9 pensou em “DUAS PERGUNTAS CRETINAS

    • Pois é, meu compadre. Como diz o ínclito gurú Berto, mato e gente besta há em todo lugar. Em uma ocasião fui embarcar em Atlanta com minha esposa. Estava junto a mim. Apresentei as duas identidades à mulher da TSA. Ela recusou. Mandou minha esposa para trás, segurando a identidade dela com as suas próprias mãos, já que não era admissível que eu a portasse. TINHA que ser ela. Não consigo entender a razão, mas esses burocratas da moléstia pensam que isso é segurança.
      Um grande abraço, e um bom final de semana.

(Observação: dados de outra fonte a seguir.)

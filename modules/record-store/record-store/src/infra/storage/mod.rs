pub mod in_memory;
pub mod json_file;

pub use in_memory::InMemoryStore;
pub use json_file::JsonFileStore;
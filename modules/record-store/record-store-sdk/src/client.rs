//! Object-safe client boundary for the record store.
//!
//! This is the surface used by protocol-bridge adapters: they look customers
//! up by card number and open support tickets on their behalf.

use async_trait::async_trait;

use crate::errors::RecordStoreError;
use crate::models::{CustomerRecord, Ticket};

#[async_trait]
pub trait RecordStoreClient: Send + Sync {
    /// Get the first customer record holding the given credit-card number.
    async fn get_record_by_card(&self, card_number: &str)
    -> Result<CustomerRecord, RecordStoreError>;

    /// Open a support ticket and return its identifier.
    async fn create_ticket(&self, description: &str) -> Result<String, RecordStoreError>;

    /// Get a support ticket by identifier.
    async fn get_ticket(&self, id: &str) -> Result<Ticket, RecordStoreError>;
}
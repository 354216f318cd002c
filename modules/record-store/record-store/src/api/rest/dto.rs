use record_store_sdk::{AuditQuery, CustomerRecord, Ticket};
use serde::{Deserialize, Serialize};
use serde_json::Value;

/// Body of the status update endpoints.
#[derive(Debug, Clone, Default, Deserialize)]
pub struct StatusRequest {
    #[serde(default)]
    pub status: Option<String>,
}

/// Body of the ticket creation endpoint.
#[derive(Debug, Clone, Default, Deserialize)]
pub struct CreateTicketRequest {
    #[serde(default)]
    pub description: Option<String>,
}

#[derive(Debug, Clone, Serialize)]
#[serde(rename_all = "camelCase")]
pub struct CardStatusResponse {
    pub success: bool,
    pub updated_record: CustomerRecord,
}

#[derive(Debug, Clone, Serialize)]
pub struct PhoneResponse {
    pub phone: Option<Value>,
}

#[derive(Debug, Clone, Serialize)]
pub struct TicketCreatedResponse {
    pub id: String,
}

#[derive(Debug, Clone, Serialize)]
pub struct TicketStatusResponse {
    pub success: bool,
    pub ticket: Ticket,
}

#[derive(Debug, Clone, Serialize)]
pub struct SuccessResponse {
    pub success: bool,
}

/// Query string of `GET /api/logs`.
#[derive(Debug, Clone, Default, Deserialize)]
pub struct LogsQuery {
    pub from: Option<String>,
    pub to: Option<String>,
    pub method: Option<String>,
}

/// Empty parameters (`?method=`) are treated as absent.
impl From<LogsQuery> for AuditQuery {
    fn from(q: LogsQuery) -> Self {
        let present = |v: Option<String>| v.filter(|s| !s.is_empty());
        AuditQuery {
            from: present(q.from),
            to: present(q.to),
            method: present(q.method),
        }
    }
}
use thiserror::Error;

/// Errors surfaced to record store clients.
#[derive(Error, Debug, Clone, PartialEq, Eq)]
pub enum RecordStoreError {
    #[error("{0}")]
    NotFound(String),

    #[error("{0}")]
    Validation(String),

    #[error("{0}")]
    Conflict(String),

    #[error("internal error: {0}")]
    Internal(String),
}
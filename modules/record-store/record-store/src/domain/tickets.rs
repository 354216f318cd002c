use std::sync::atomic::{AtomicU64, Ordering};

use chrono::Utc;
use record_store_sdk::{Ticket, TicketStatus};
use tracing::{info, instrument};

use crate::domain::error::DomainError;
use crate::domain::store::{Collection, Document};

const ENTITY: &str = "Ticket";

/// Issues clock-derived ticket identifiers.
///
/// An id is the current Unix time in milliseconds, bumped past the last
/// issued id whenever the clock has not moved on, so ids stay numeric and
/// strictly increasing within a process.
pub struct TicketIdGenerator {
    last: AtomicU64,
}

impl TicketIdGenerator {
    #[must_use]
    pub fn new(seed: u64) -> Self {
        Self {
            last: AtomicU64::new(seed),
        }
    }

    /// Seed from the largest numeric id among `tickets`.
    #[must_use]
    pub fn seeded_from(tickets: &[Ticket]) -> Self {
        let seed = tickets
            .iter()
            .filter_map(|t| t.id.parse::<u64>().ok())
            .max()
            .unwrap_or(0);
        Self::new(seed)
    }

    /// # Errors
    /// `IdsExhausted` once `u64::MAX` has been issued (or seeded).
    pub fn next_id(&self) -> Result<String, DomainError> {
        let now = u64::try_from(Utc::now().timestamp_millis()).unwrap_or(0);
        let mut last = self.last.load(Ordering::Relaxed);
        loop {
            let floor = last
                .checked_add(1)
                .ok_or(DomainError::IdsExhausted { entity: ENTITY })?;
            let next = now.max(floor);
            match self
                .last
                .compare_exchange_weak(last, next, Ordering::AcqRel, Ordering::Relaxed)
            {
                Ok(_) => return Ok(next.to_string()),
                Err(current) => last = current,
            }
        }
    }
}

/// Support tickets with a closed status lifecycle.
pub struct TicketRepository {
    tickets: Collection<Ticket>,
    ids: TicketIdGenerator,
}

impl TicketRepository {
    pub fn load(document: Document<Ticket>) -> Self {
        let tickets = Collection::load(document);
        let ids = tickets.read(TicketIdGenerator::seeded_from);
        Self { tickets, ids }
    }

    #[must_use]
    pub fn list(&self) -> Vec<Ticket> {
        self.tickets.read(<[Ticket]>::to_vec)
    }

    /// # Errors
    /// `Validation` for an empty description, `IdsExhausted` when no larger
    /// id exists, `Persistence` on write failure.
    #[instrument(skip_all)]
    pub fn create(&self, description: &str) -> Result<Ticket, DomainError> {
        if description.is_empty() {
            return Err(DomainError::required("description"));
        }

        let ticket = Ticket {
            id: self.ids.next_id()?,
            description: description.to_owned(),
            status: TicketStatus::New,
        };
        self.tickets.update(|tickets| {
            tickets.push(ticket.clone());
            Ok(())
        })?;

        info!(ticket_id = %ticket.id, "Ticket created");
        Ok(ticket)
    }

    /// # Errors
    /// `NotFound` when no ticket has this id.
    pub fn get_by_id(&self, id: &str) -> Result<Ticket, DomainError> {
        self.tickets
            .read(|tickets| tickets.iter().find(|t| t.id == id).cloned())
            .ok_or_else(|| DomainError::not_found(ENTITY, id))
    }

    /// # Errors
    /// `NotFound` or `Persistence`.
    #[instrument(skip(self, status), fields(status = %status))]
    pub fn set_status(&self, id: &str, status: TicketStatus) -> Result<Ticket, DomainError> {
        let updated = self.tickets.update(|tickets| {
            let ticket = tickets
                .iter_mut()
                .find(|t| t.id == id)
                .ok_or_else(|| DomainError::not_found(ENTITY, id))?;
            ticket.status = status;
            Ok(ticket.clone())
        })?;

        info!("Ticket status updated");
        Ok(updated)
    }
}
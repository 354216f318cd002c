use async_trait::async_trait;
use record_store_sdk::{CustomerRecord, RecordStoreClient, RecordStoreError, Ticket};
use std::sync::Arc;

use crate::domain::records::RecordRepository;
use crate::domain::tickets::TicketRepository;

/// In-process [`RecordStoreClient`] backed by the module's repositories.
pub struct LocalClient {
    records: Arc<RecordRepository>,
    tickets: Arc<TicketRepository>,
}

impl LocalClient {
    #[must_use]
    pub fn new(records: Arc<RecordRepository>, tickets: Arc<TicketRepository>) -> Self {
        Self { records, tickets }
    }
}

#[async_trait]
impl RecordStoreClient for LocalClient {
    async fn get_record_by_card(
        &self,
        card_number: &str,
    ) -> Result<CustomerRecord, RecordStoreError> {
        self.records
            .get_by_card_number(card_number)
            .map_err(Into::into)
    }

    async fn create_ticket(&self, description: &str) -> Result<String, RecordStoreError> {
        self.tickets
            .create(description)
            .map(|ticket| ticket.id)
            .map_err(Into::into)
    }

    async fn get_ticket(&self, id: &str) -> Result<Ticket, RecordStoreError> {
        self.tickets.get_by_id(id).map_err(Into::into)
    }
}

#[cfg(test)]
mod tests {
    use super::*;
    use crate::domain::store::Document;
    use crate::infra::storage::InMemoryStore;
    use record_store_sdk::TicketStatus;
    use serde_json::json;

    fn client() -> (LocalClient, Arc<RecordRepository>) {
        let store = Arc::new(InMemoryStore::new());
        let records = Arc::new(RecordRepository::load(Document::new(
            store.clone(),
            "data.json",
        )));
        let tickets = Arc::new(TicketRepository::load(Document::new(store, "tickets.json")));
        (LocalClient::new(records.clone(), tickets), records)
    }

    #[tokio::test]
    async fn looks_up_records_by_card() {
        let (client, records) = client();
        let record = serde_json::from_value(json!({
            "nationalId": "S1",
            "username": "bob",
            "userId": "u-2",
            "creditCardNumber": "5500"
        }))
        .unwrap();
        records.create(record).unwrap();

        let found = client.get_record_by_card("5500").await.unwrap();
        assert_eq!(found.national_id(), Some("S1"));

        let err = client.get_record_by_card("0000").await.unwrap_err();
        assert!(matches!(err, RecordStoreError::NotFound(_)));
    }

    #[tokio::test]
    async fn opens_and_reads_tickets() {
        let (client, _) = client();
        let id = client.create_ticket("card declined").await.unwrap();

        let ticket = client.get_ticket(&id).await.unwrap();
        assert_eq!(ticket.description, "card declined");
        assert_eq!(ticket.status, TicketStatus::New);

        let err = client.create_ticket("").await.unwrap_err();
        assert_eq!(
            err,
            RecordStoreError::Validation("description is required".to_owned())
        );
    }
}
use record_store_sdk::RecordStoreError;
use thiserror::Error;

use crate::domain::store::StoreError;

#[derive(Error, Debug)]
pub enum DomainError {
    #[error("{entity} not found")]
    NotFound { entity: &'static str, key: String },

    #[error("{message}")]
    Validation { field: String, message: String },

    #[error("{entity} with this {field} already exists")]
    Conflict {
        entity: &'static str,
        field: &'static str,
        key: String,
    },

    #[error("no {entity} identifiers left to issue")]
    IdsExhausted { entity: &'static str },

    #[error("persistence failure: {0}")]
    Persistence(#[from] StoreError),
}

impl DomainError {
    pub fn not_found(entity: &'static str, key: impl Into<String>) -> Self {
        Self::NotFound {
            entity,
            key: key.into(),
        }
    }

    pub fn validation(field: impl Into<String>, message: impl Into<String>) -> Self {
        Self::Validation {
            field: field.into(),
            message: message.into(),
        }
    }

    /// Required field is absent or empty.
    pub fn required(field: &str) -> Self {
        Self::validation(field, format!("{field} is required"))
    }

    pub fn conflict(entity: &'static str, field: &'static str, key: impl Into<String>) -> Self {
        Self::Conflict {
            entity,
            field,
            key: key.into(),
        }
    }
}

impl From<DomainError> for RecordStoreError {
    fn from(e: DomainError) -> Self {
        match e {
            DomainError::NotFound { .. } => Self::NotFound(e.to_string()),
            DomainError::Validation { message, .. } => Self::Validation(message),
            DomainError::Conflict { .. } => Self::Conflict(e.to_string()),
            DomainError::IdsExhausted { .. } => Self::Internal(e.to_string()),
            DomainError::Persistence(source) => Self::Internal(source.to_string()),
        }
    }
}
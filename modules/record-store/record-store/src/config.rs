use serde::{Deserialize, Serialize};

/// Configuration for the record store module (`modules.record_store`).
///
/// Each collection is persisted as its own document; the values are file
/// names relative to the storage data directory.
#[derive(Debug, Clone, PartialEq, Eq, Serialize, Deserialize)]
#[serde(default, deny_unknown_fields)]
pub struct RecordStoreConfig {
    pub records_file: String,
    pub tickets_file: String,
    pub logs_file: String,
}

impl Default for RecordStoreConfig {
    fn default() -> Self {
        Self {
            records_file: "data.json".to_owned(),
            tickets_file: "tickets.json".to_owned(),
            logs_file: "logs.json".to_owned(),
        }
    }
}
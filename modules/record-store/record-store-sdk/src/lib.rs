//! Record Store SDK
//!
//! Transport-agnostic models, the public error type and the client trait
//! consumed by adapters that talk to the record store.

pub mod client;
pub mod errors;
pub mod models;

pub use client::RecordStoreClient;
pub use errors::RecordStoreError;
pub use models::{AuditEntry, AuditQuery, CustomerRecord, RecordFields, Ticket, TicketStatus};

    • Sim, é a mais pura verdade. Em Miami, não me lembro dos detalhes, um jovem mergulhador que voltava dos Estados Unidos levava alguns equipamentos de mergulho para o Brasil e comentou com o seu companheiro que, entre outras coisas, levava uma bomba consigo, referindo-se a um componente de seu equipamento. Um sujeito ouviu, dedou a um agente da TSA, o rapaz teve seu equipamento confiscado, foi preso por um mês e só foi solto após pagar uma multa pesada por “brincadeira perigosa” e a intermediação de um advogado brasileiro que explicou ao juiz os vários significados da palavra “bomba” em português (por exemplo, uma bomba de chocolate). É sempre bom nunca facilitar.
      Em um embarque em Atlanta, Georgia, um “trim” de cortar unhas foi confiscado pela fulana que vistoriou minha maleta de mão.
      Tenha um bom final de semana.

  1. Caro Magnovaldo,

    Apesar da imensa estima e admiração que tenho por ti, vou descordar um pouco de ti. Só um pouquinho…

    Levante as mãos para o céu e agradeça por morar em um país em que MENTIR é um comportamento totalmente injustificável. Até impensável!

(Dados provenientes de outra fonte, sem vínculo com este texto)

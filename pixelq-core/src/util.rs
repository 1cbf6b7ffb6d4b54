//! Small numeric helpers shared across the crate.
use ndarray::{Array2, ArrayView1};

/// Returns the index of the largest element of `row`.
///
/// Ties resolve to the lowest index, which keeps greedy action selection
/// deterministic for a fixed Q-value estimate.
pub fn argmax(row: &ArrayView1<f32>) -> usize {
    let mut best = 0;
    let mut best_v = f32::MIN;
    for (i, v) in row.iter().enumerate() {
        if *v > best_v {
            best = i;
            best_v = *v;
        }
    }
    best
}

/// Builds a one-hot action mask of shape `(actions.len(), num_actions)`.
pub fn one_hot(actions: &[u32], num_actions: usize) -> Array2<f32> {
    let mut mask = Array2::<f32>::zeros((actions.len(), num_actions));
    for (i, a) in actions.iter().enumerate() {
        mask[[i, *a as usize]] = 1.0;
    }
    mask
}

#[cfg(test)]
mod tests {
    use super::*;
    use ndarray::arr1;

    #[test]
    fn test_argmax() {
        assert_eq!(argmax(&arr1(&[0.1f32, 0.7, 0.3]).view()), 1);
        assert_eq!(argmax(&arr1(&[2.0f32, 2.0]).view()), 0);
        assert_eq!(argmax(&arr1(&[-1.0f32, -3.0]).view()), 0);
    }

    #[test]
    fn test_one_hot() {
        let mask = one_hot(&[1, 0], 3);
        assert_eq!(mask[[0, 1]], 1.0);
        assert_eq!(mask[[0, 0]], 0.0);
        assert_eq!(mask[[1, 0]], 1.0);
        assert_eq!(mask.sum(), 2.0);
    }
}
//! Greedy evaluation of a value estimator.
use crate::{
    policy::GreedyEpsilonPolicy,
    preprocess::{FramePreprocessor, FramePreprocessorConfig, HistoryStack},
    record::{Record, RecordValue::Scalar},
    Env, ValueEstimator,
};
use anyhow::Result;
use ndarray::Axis;
use rand::{rngs::StdRng, SeedableRng};

/// Runs a fixed number of near-greedy episodes and reports the raw,
/// undiscounted return.
///
/// The evaluator owns its own environment instance so that evaluation
/// never disturbs the training environment's episode state. Rewards are
/// accumulated unclipped and unshaped; only the frame pipeline is shared
/// with training.
pub struct Evaluator<E: Env> {
    env: E,
    n_episodes: usize,
    max_episode_length: usize,
    epsilon: f64,
    num_frames: usize,
    preprocessor_config: FramePreprocessorConfig,
    rng: StdRng,
}

impl<E: Env> Evaluator<E> {
    /// Constructs an evaluator with its own environment.
    #[allow(clippy::too_many_arguments)]
    pub fn new(
        env_config: &E::Config,
        seed: u64,
        n_episodes: usize,
        max_episode_length: usize,
        epsilon: f64,
        num_frames: usize,
        preprocessor_config: &FramePreprocessorConfig,
    ) -> Result<Self> {
        Ok(Self {
            env: E::build(env_config, seed)?,
            n_episodes,
            max_episode_length,
            epsilon,
            num_frames,
            preprocessor_config: preprocessor_config.clone(),
            rng: StdRng::seed_from_u64(seed),
        })
    }

    /// Runs the configured number of episodes and returns their mean and
    /// standard deviation of raw episode returns.
    pub fn evaluate<Q: ValueEstimator>(&mut self, qnet: &Q) -> Result<Record> {
        let policy = GreedyEpsilonPolicy::new(self.epsilon);
        let preprocessor = FramePreprocessor::build(&self.preprocessor_config);
        let mut returns = Vec::with_capacity(self.n_episodes);
        let mut lengths = Vec::with_capacity(self.n_episodes);

        for _ in 0..self.n_episodes {
            let mut history = HistoryStack::new(
                self.num_frames,
                self.preprocessor_config.frame_height,
                self.preprocessor_config.frame_width,
            )?;
            let mut obs = self.env.reset()?;
            let mut episode_return = 0f32;
            let mut steps = 0usize;

            loop {
                let frame = preprocessor.process_state_for_network(&obs)?;
                let state = history.process_state_for_network(frame);
                let states = state.insert_axis(Axis(0));
                let q = qnet.predict(&states)?;
                let action = policy.select_action(&q.row(0), &mut self.rng);

                let step = self.env.step(action)?;
                episode_return += step.reward;
                steps += 1;
                obs = step.obs;

                if step.is_done || steps >= self.max_episode_length {
                    break;
                }
            }
            returns.push(episode_return);
            lengths.push(steps as f32);
        }

        let mut record = Record::empty();
        record.insert("eval_reward_mean", Scalar(mean(&returns)));
        record.insert("eval_reward_std", Scalar(std(&returns)));
        record.insert("eval_episode_length", Scalar(mean(&lengths)));
        Ok(record)
    }
}

fn mean(xs: &[f32]) -> f32 {
    if xs.is_empty() {
        return 0.0;
    }
    xs.iter().sum::<f32>() / xs.len() as f32
}

fn std(xs: &[f32]) -> f32 {
    if xs.is_empty() {
        return 0.0;
    }
    let m = mean(xs);
    (xs.iter().map(|x| (x - m) * (x - m)).sum::<f32>() / xs.len() as f32).sqrt()
}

    Um presidente da República foi derrubado só porque mentiu. Perdeu totalmente a credibilidade.

    Aqui, por esta terra de trogloditas em que o destino me largou, o supremo dá autorização para mentirosos contumazes ficarem calados. Mentir é sinal de esperteza. É algo até meritório saber mentir bem. Você vira político e, muito rapidamente fica rido. Sempre mentindo adoidado.

    Magnovaldo! Não queres me adotar e dizer que sou teu filho, só para que eu ganhe um Green Card e vá morar aí também?

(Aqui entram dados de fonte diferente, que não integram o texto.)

//! Mixing of pre-recorded expert transitions into training batches.
//!
//! An expert memory is an ordinary [`ReplayMemory`] dumped to disk by a
//! previous run (or built from traces, see [`crate::trace`]). During
//! training a decaying fraction of every batch is drawn from it, so
//! early updates lean on demonstrated behavior while later updates rely
//! on the agent's own experience.
//!
//! [`ReplayMemory`]: crate::replay::ReplayMemory
use crate::{
    replay::{ReplayMemory, TransitionSample},
    PixelqError,
};
use anyhow::Result;
use serde::{Deserialize, Serialize};
use std::{
    fs::File,
    io::{BufReader, Write},
    path::Path,
};

/// Configuration of [`ExpertSampler`].
#[derive(Debug, Deserialize, Serialize, PartialEq, Clone)]
pub struct ExpertSamplerConfig {
    /// Fraction of the batch drawn from expert memory at the first
    /// update.
    pub initial_prob: f64,

    /// Floor of the mixing fraction.
    pub final_prob: f64,

    /// Number of updates over which the fraction decays linearly.
    pub decay_steps: usize,
}

impl Default for ExpertSamplerConfig {
    fn default() -> Self {
        Self {
            initial_prob: 1.0,
            final_prob: 0.05,
            decay_steps: 1_000_000,
        }
    }
}

impl ExpertSamplerConfig {
    /// Sets the initial mixing fraction.
    pub fn initial_prob(mut self, v: f64) -> Self {
        self.initial_prob = v;
        self
    }

    /// Sets the floor of the mixing fraction.
    pub fn final_prob(mut self, v: f64) -> Self {
        self.final_prob = v;
        self
    }

    /// Sets the number of updates over which the fraction decays.
    pub fn decay_steps(mut self, v: usize) -> Self {
        self.decay_steps = v;
        self
    }

    /// Constructs [`ExpertSamplerConfig`] from YAML file.
    pub fn load(path: impl AsRef<Path>) -> Result<Self> {
        let file = File::open(path)?;
        let rdr = BufReader::new(file);
        let b = serde_yaml::from_reader(rdr)?;
        Ok(b)
    }

    /// Saves [`ExpertSamplerConfig`].
    pub fn save(&self, path: impl AsRef<Path>) -> Result<()> {
        let mut file = File::create(path)?;
        file.write_all(serde_yaml::to_string(&self)?.as_bytes())?;
        Ok(())
    }
}

/// Draws a decaying share of each training batch from an expert memory.
pub struct ExpertSampler {
    memory: ReplayMemory,
    prob: f64,
    final_prob: f64,
    decay_per_update: f64,
}

impl ExpertSampler {
    /// Wraps an already-loaded expert memory.
    pub fn new(memory: ReplayMemory, config: &ExpertSamplerConfig) -> Result<Self> {
        if config.initial_prob < config.final_prob {
            return Err(PixelqError::InvalidArgument(format!(
                "initial_prob ({}) must not be below final_prob ({})",
                config.initial_prob, config.final_prob
            ))
            .into());
        }
        let decay_per_update = if config.decay_steps == 0 {
            0.0
        } else {
            (config.final_prob - config.initial_prob) / config.decay_steps as f64
        };
        Ok(Self {
            memory,
            prob: config.initial_prob,
            final_prob: config.final_prob,
            decay_per_update,
        })
    }

    /// Loads an expert memory dump from disk and wraps it.
    pub fn load(path: impl AsRef<Path>, config: &ExpertSamplerConfig) -> Result<Self> {
        let memory = ReplayMemory::load(path)?;
        Self::new(memory, config)
    }

    /// Current mixing fraction.
    pub fn mixing_prob(&self) -> f64 {
        self.prob
    }

    /// Number of transitions stored in the expert memory.
    pub fn len(&self) -> usize {
        self.memory.len()
    }

    /// Whether the expert memory is empty.
    pub fn is_empty(&self) -> bool {
        self.memory.is_empty()
    }

    /// Number of expert transitions to draw for a batch of the given
    /// size, advancing the decay schedule by one update.
    pub fn draw_count(&mut self, batch_size: usize) -> usize {
        let n = (batch_size as f64 * self.prob).round() as usize;
        self.prob = (self.prob + self.decay_per_update).max(self.final_prob);
        n.min(batch_size)
    }

    /// Samples `n` transitions from the expert memory.
    pub fn sample(&mut self, n: usize) -> Result<Vec<TransitionSample>> {
        self.memory.sample(n)
    }
}

#[cfg(test)]
mod tests {
    use super::*;
    use crate::replay::ReplayMemoryConfig;
    use ndarray::Array2;

    fn expert_memory() -> ReplayMemory {
        let config = ReplayMemoryConfig::default()
            .capacity(16)
            .history_length(2)
            .frame_size(2, 2);
        let mut memory = ReplayMemory::build(&config).unwrap();
        for t in 0..10u8 {
            memory.append(Array2::from_elem((2, 2), t), 0, 1.0, t == 9);
        }
        memory
    }

    #[test]
    fn test_decay_to_floor() {
        let config = ExpertSamplerConfig::default()
            .initial_prob(1.0)
            .final_prob(0.25)
            .decay_steps(4);
        let mut sampler = ExpertSampler::new(expert_memory(), &config).unwrap();

        assert_eq!(sampler.draw_count(8), 8);
        assert!((sampler.mixing_prob() - 0.8125).abs() < 1e-9);
        let mut last = sampler.mixing_prob();
        for _ in 0..10 {
            sampler.draw_count(8);
            assert!(sampler.mixing_prob() <= last + 1e-9);
            last = sampler.mixing_prob();
        }
        assert!((sampler.mixing_prob() - 0.25).abs() < 1e-9);
        assert_eq!(sampler.draw_count(8), 2);
    }

    #[test]
    fn test_draw_count_rounds() {
        let config = ExpertSamplerConfig::default()
            .initial_prob(0.5)
            .final_prob(0.5)
            .decay_steps(1);
        let mut sampler = ExpertSampler::new(expert_memory(), &config).unwrap();
        assert_eq!(sampler.draw_count(5), 3);
    }

    #[test]
    fn test_rejects_inverted_schedule() {
        let config = ExpertSamplerConfig::default()
            .initial_prob(0.1)
            .final_prob(0.5);
        assert!(ExpertSampler::new(expert_memory(), &config).is_err());
    }
}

    • Meu prezado amigo Adonis:

      Você está prenhe de razões em sua discordância.

      Em verdade delineei esse artigo há algum tempo atrás, com o pensamento que tinha à época. O que me parecia – e me parece ainda – é que o americano, de maneira geral, se comporta de um modo até ingênuo, acreditando em tudo que lhe dizem. Falar a mentira é “normal” a um cidadão de um país que leva a verdade na conta de uma avacalhação: o bom é ser sacana, passar a perna nos outros, etc.
      Uma das coisas que admiro ao extremo neste país é a seriedade com que se tratam as coisas combinadas, o horário marcado, a honestidade no trato. Infelizmente hoje parte dessa cultura está indo embora, resultado de anos de safadeza e desonestidade, principalmente por conta de gente de países com deficiência generalizada de caráter.

      Um dos meus conhecidos brasileiros, há cerca de dez anos atrás, teve seu “green card” negado por mentir: havia deixado de pagar uma conta, foi intimado a comparecer a juízo, não compareceu e, quando perguntado se havia algum processo contra ele, negou. Descobriram. Foi informado de que deixar de pagar uma conta é normal, e isso não afetaria seu “green card”, mas não dar explicações e mentir é uma coisa séria neste país. Foi deportado.

      E, falando em “green card”, fique à vontade. Se precisar de alguma referência, é só levantar a bola que eu dou a raquetada. O duro vai ser o governo daqui que um velho aposentado sustenta um filho mais sacudido que eu!

      Obrigado pelo seu comentário. Tenha um excelente final de semana.

  2. Interessante que os americanos entenderam da pior forma possível que a segurança deles era uma bela porcaria. Mas, a resposta do Mr. Segurança foi fantástica.